Exercise -
Each record below needs to be written out exactly as it appears.

[Dataset entries]
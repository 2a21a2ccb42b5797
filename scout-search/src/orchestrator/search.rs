//! Cost-aware multi-provider search with fallback.
//!
//! The [`Aggregator`] calls the primary provider first and only fans out
//! to the secondaries when the primary under-delivers. Provider failures
//! never escape: a provider that errors, times out, is unconfigured or
//! has an open circuit simply contributes zero results.

use std::sync::Arc;
use std::time::Duration;

use crate::cache::{CacheKey, QueryCache};
use crate::circuit_breaker::{CircuitBreaker, CircuitState};
use crate::config::SearchConfig;
use crate::error::SearchError;
use crate::http::{build_client, retry_rate_limited};
use crate::provider::SearchProvider;
use crate::providers::{BraveProvider, SerperProvider};
use crate::types::{ProviderId, SearchResult};

use super::dedup::dedup_first_occurrence;

/// Multi-provider search aggregator.
///
/// Owns its circuit breaker and query cache, so two aggregators never
/// share provider health or cached results.
pub struct Aggregator {
    /// Preference order; index 0 is the primary.
    providers: Vec<Arc<dyn SearchProvider>>,
    config: SearchConfig,
    breaker: CircuitBreaker,
    cache: QueryCache,
}

impl Aggregator {
    /// Build an aggregator over an explicit, ordered provider list.
    ///
    /// `config.providers` is not consulted here; the order of `providers`
    /// is the fallback order.
    ///
    /// # Errors
    ///
    /// Returns [`SearchError::Config`] if `providers` is empty or the
    /// config fails validation.
    pub fn new(
        providers: Vec<Arc<dyn SearchProvider>>,
        config: SearchConfig,
    ) -> Result<Self, SearchError> {
        config.validate()?;
        if providers.is_empty() {
            return Err(SearchError::Config(
                "aggregator needs at least one provider".into(),
            ));
        }
        Ok(Self {
            providers,
            breaker: CircuitBreaker::new(config.circuit_breaker.clone()),
            cache: QueryCache::new(config.cache_ttl_seconds),
            config,
        })
    }

    /// Build the HTTP providers listed in `config.providers`, reading API
    /// keys from the environment variables the config names.
    ///
    /// # Errors
    ///
    /// Returns [`SearchError::Config`] for an invalid config and
    /// [`SearchError::Http`] if the HTTP client cannot be built.
    pub fn from_config(config: SearchConfig) -> Result<Self, SearchError> {
        config.validate()?;
        let client = build_client(&config)?;
        let providers = config
            .providers
            .iter()
            .map(|id| -> Arc<dyn SearchProvider> {
                match id {
                    ProviderId::Brave => Arc::new(BraveProvider::from_env(
                        client.clone(),
                        &config.brave_api_key_env,
                    )),
                    ProviderId::Serper => Arc::new(SerperProvider::from_env(
                        client.clone(),
                        &config.serper_api_key_env,
                    )),
                }
            })
            .collect::<Vec<_>>();
        for provider in &providers {
            if !provider.is_configured() {
                tracing::info!(
                    provider = %provider.id(),
                    "search provider has no API key; it will be skipped"
                );
            }
        }
        Self::new(providers, config)
    }

    /// Provider ids in fallback order.
    pub fn provider_ids(&self) -> Vec<ProviderId> {
        self.providers.iter().map(|p| p.id()).collect()
    }

    pub fn config(&self) -> &SearchConfig {
        &self.config
    }

    /// Health of this aggregator's providers.
    pub fn breaker(&self) -> &CircuitBreaker {
        &self.breaker
    }

    /// Search for up to `count` results.
    ///
    /// 1. Serve from cache when possible.
    /// 2. Call the primary; if it returns at least
    ///    [`SearchConfig::sufficiency_threshold`] results, stop there.
    /// 3. Otherwise call every secondary concurrently for the shortfall.
    /// 4. Merge primary-first, dedup by normalised URL keeping the first
    ///    occurrence, truncate to `count`.
    ///
    /// Never fails: provider errors are logged and yield zero results.
    pub async fn search_all(&self, query: &str, count: usize) -> Vec<SearchResult> {
        if count == 0 || query.trim().is_empty() {
            return Vec::new();
        }

        let key = CacheKey::new(query, count, &self.provider_ids());
        if let Some(hit) = self.cache.get(&key).await {
            tracing::trace!(query, hits = hit.len(), "search cache hit");
            return hit;
        }

        let Some((primary, secondaries)) = self.providers.split_first() else {
            return Vec::new();
        };

        // Dedup before the sufficiency check so repeated URLs from the
        // primary do not mask a shortfall.
        let mut merged =
            dedup_first_occurrence(self.call_provider(primary.as_ref(), query, count).await);
        let threshold = self.config.sufficiency_threshold(count);

        if merged.len() < threshold && !secondaries.is_empty() {
            let shortfall = count.saturating_sub(merged.len()).max(1);
            tracing::debug!(
                primary = %primary.id(),
                returned = merged.len(),
                threshold,
                shortfall,
                "primary under-delivered; querying secondaries"
            );
            let calls = secondaries
                .iter()
                .map(|p| self.call_provider(p.as_ref(), query, shortfall));
            for results in futures::future::join_all(calls).await {
                merged.extend(results);
            }
        }

        let mut results = dedup_first_occurrence(merged);
        results.truncate(count);

        if !results.is_empty() {
            self.cache.insert(key, results.clone()).await;
        }
        results
    }

    /// One provider call with breaker, timeout and rate-limit retries.
    async fn call_provider(
        &self,
        provider: &dyn SearchProvider,
        query: &str,
        count: usize,
    ) -> Vec<SearchResult> {
        let id = provider.id();
        if !provider.is_configured() {
            tracing::debug!(provider = %id, "skipping unconfigured provider");
            return Vec::new();
        }
        if !self.breaker.should_attempt(id) {
            tracing::debug!(provider = %id, "skipping provider with open circuit");
            return Vec::new();
        }

        let timeout = Duration::from_secs(self.config.timeout_seconds);
        let outcome = tokio::time::timeout(
            timeout,
            retry_rate_limited(id, &self.config, || provider.search(query, count)),
        )
        .await
        .unwrap_or_else(|_| {
            Err(SearchError::Timeout(format!(
                "{id} exceeded {}s",
                self.config.timeout_seconds
            )))
        });

        match outcome {
            Ok(mut results) => {
                self.breaker.record_success(id);
                results.truncate(count);
                tracing::debug!(provider = %id, count = results.len(), "provider returned results");
                results
            }
            Err(err) => {
                // A half-open probe must report back either way.
                if err.counts_as_failure() || self.breaker.state(id) == CircuitState::HalfOpen {
                    self.breaker.record_failure(id);
                }
                tracing::warn!(
                    provider = %id,
                    error = %err,
                    "search provider failed; continuing without it"
                );
                Vec::new()
            }
        }
    }
}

Result -
repository 2a21a2ccb42b5797
filename scout-search/src/orchestrator/search.rs
//! Cost-aware multi-provider search with fallback.
//!
//! The [`Aggregator`] calls the primary provider first and only fans out
//! to the secondaries when the primary under-delivers. Provider failures
//! never escape: a provider that errors, times out, is unconfigured or
//! has an open circuit simply contributes zero results.

use std::sync::Arc;
use std::time::Duration;

use crate::cache::{CacheKey, QueryCache};
use crate::circuit_breaker::{CircuitBreaker, CircuitState};
use crate::config::SearchConfig;
use crate::error::SearchError;
use crate::http::{build_client, retry_rate_limited};
use crate::provider::SearchProvider;
use crate::providers::{BraveProvider, SerperProvider};
use crate::types::{ProviderId, SearchResult};

use super::dedup::dedup_first_occurrence;

/// Multi-provider search aggregator.
///
/// Owns its circuit breaker and query cache, so two aggregators never
/// share provider health or cached results.
pub struct Aggregator {
    /// Preference order; index 0 is the primary.
    providers: Vec<Arc<dyn SearchProvider>>,
    config: SearchConfig,
    breaker: CircuitBreaker,
    cache: QueryCache,
}

impl Aggregator {
    /// Build an aggregator over an explicit, ordered provider list.
    ///
    /// `config.providers` is not consulted here; the order of `providers`
    /// is the fallback order.
    ///
    /// # Errors
    ///
    /// Returns [`SearchError::Config`] if `providers` is empty or the
    /// config fails validation.
    pub fn new(
        providers: Vec<Arc<dyn SearchProvider>>,
        config: SearchConfig,
    ) -> Result<Self, SearchError> {
        config.validate()?;
        if providers.is_empty() {
            return Err(SearchError::Config(
                "aggregator needs at least one provider".into(),
            ));
        }
        Ok(Self {
            providers,
            breaker: CircuitBreaker::new(config.circuit_breaker.clone()),
            cache: QueryCache::new(config.cache_ttl_seconds),
            config,
        })
    }

    /// Build the HTTP providers listed in `config.providers`, reading API
    /// keys from the environment variables the config names.
    ///
    /// # Errors
    ///
    /// Returns [`SearchError::Config`] for an invalid config and
    /// [`SearchError::Http`] if the HTTP client cannot be built.
    pub fn from_config(config: SearchConfig) -> Result<Self, SearchError> {
        config.validate()?;
        let client = build_client(&config)?;
        let providers = config
            .providers
            .iter()
            .map(|id| -> Arc<dyn SearchProvider> {
                match id {
                    ProviderId::Brave => Arc::new(BraveProvider::from_env(
                        client.clone(),
                        &config.brave_api_key_env,
                    )),
                    ProviderId::Serper => Arc::new(SerperProvider::from_env(
                        client.clone(),
                        &config.serper_api_key_env,
                    )),
                }
            })
            .collect::<Vec<_>>();
        for provider in &providers {
            if !provider.is_configured() {
                tracing::info!(
                    provider = %provider.id(),
                    "search provider has no API key; it will be skipped"
                );
            }
        }
        Self::new(providers, config)
    }

    /// Provider ids in fallback order.
    pub fn provider_ids(&self) -> Vec<ProviderId> {
        self.providers.iter().map(|p| p.id()).collect()
    }

    pub fn config(&self) -> &SearchConfig {
        &self.config
    }

    /// Health of this aggregator's providers.
    pub fn breaker(&self) -> &CircuitBreaker {
        &self.breaker
    }

    /// Search for up to `count` results.
    ///
    /// 1. Serve from cache when possible.
    /// 2. Call the primary; if it returns at least
    ///    [`SearchConfig::sufficiency_threshold`] results, stop there.
    /// 3. Otherwise call every secondary concurrently for the shortfall.
    /// 4. Merge primary-first, dedup by normalised URL keeping the first
    ///    occurrence, truncate to `count`.
    ///
    /// Never fails: provider errors are logged and yield zero results.
    pub async fn search_all(&self, query: &str, count: usize) -> Vec<SearchResult> {
        if count == 0 || query.trim().is_empty() {
            return Vec::new();
        }

        let key = CacheKey::new(query, count, &self.provider_ids());
        if let Some(hit) = self.cache.get(&key).await {
            tracing::trace!(query, hits = hit.len(), "search cache hit");
            return hit;
        }

        let Some((primary, secondaries)) = self.providers.split_first() else {
            return Vec::new();
        };

        // Dedup before the sufficiency check so repeated URLs from the
        // primary do not mask a shortfall.
        let mut merged =
            dedup_first_occurrence(self.call_provider(primary.as_ref(), query, count).await);
        let threshold = self.config.sufficiency_threshold(count);

        if merged.len() < threshold && !secondaries.is_empty() {
            let shortfall = count.saturating_sub(merged.len()).max(1);
            tracing::debug!(
                primary = %primary.id(),
                returned = merged.len(),
                threshold,
                shortfall,
                "primary under-delivered; querying secondaries"
            );
            let calls = secondaries
                .iter()
                .map(|p| self.call_provider(p.as_ref(), query, shortfall));
            for results in futures::future::join_all(calls).await {
                merged.extend(results);
            }
        }

        let mut results = dedup_first_occurrence(merged);
        results.truncate(count);

        if !results.is_empty() {
            self.cache.insert(key, results.clone()).await;
        }
        results
    }

    /// One provider call with breaker, timeout and rate-limit retries.
    async fn call_provider(
        &self,
        provider: &dyn SearchProvider,
        query: &str,
        count: usize,
    ) -> Vec<SearchResult> {
        let id = provider.id();
        if !provider.is_configured() {
            tracing::debug!(provider = %id, "skipping unconfigured provider");
            return Vec::new();
        }
        if !self.breaker.should_attempt(id) {
            tracing::debug!(provider = %id, "skipping provider with open circuit");
            return Vec::new();
        }

        let timeout = Duration::from_secs(self.config.timeout_seconds);
        let outcome = tokio::time::timeout(
            timeout,
            retry_rate_limited(id, &self.config, || provider.search(query, count)),
        )
        .await
        .unwrap_or_else(|_| {
            Err(SearchError::Timeout(format!(
                "{id} exceeded {}s",
                self.config.timeout_seconds
            )))
        });

        match outcome {
            Ok(mut results) => {
                self.breaker.record_success(id);
                results.truncate(count);
                tracing::debug!(provider = %id, count = results.len(), "provider returned results");
                results
            }
            Err(err) => {
                // A half-open probe must report back either way.
                if err.counts_as_failure() || self.breaker.state(id) == CircuitState::HalfOpen {
                    self.breaker.record_failure(id);
                }
                tracing::warn!(
                    provider = %id,
                    error = %err,
                    "search provider failed; continuing without it"
                );
                Vec::new()
            }
        }
    }
}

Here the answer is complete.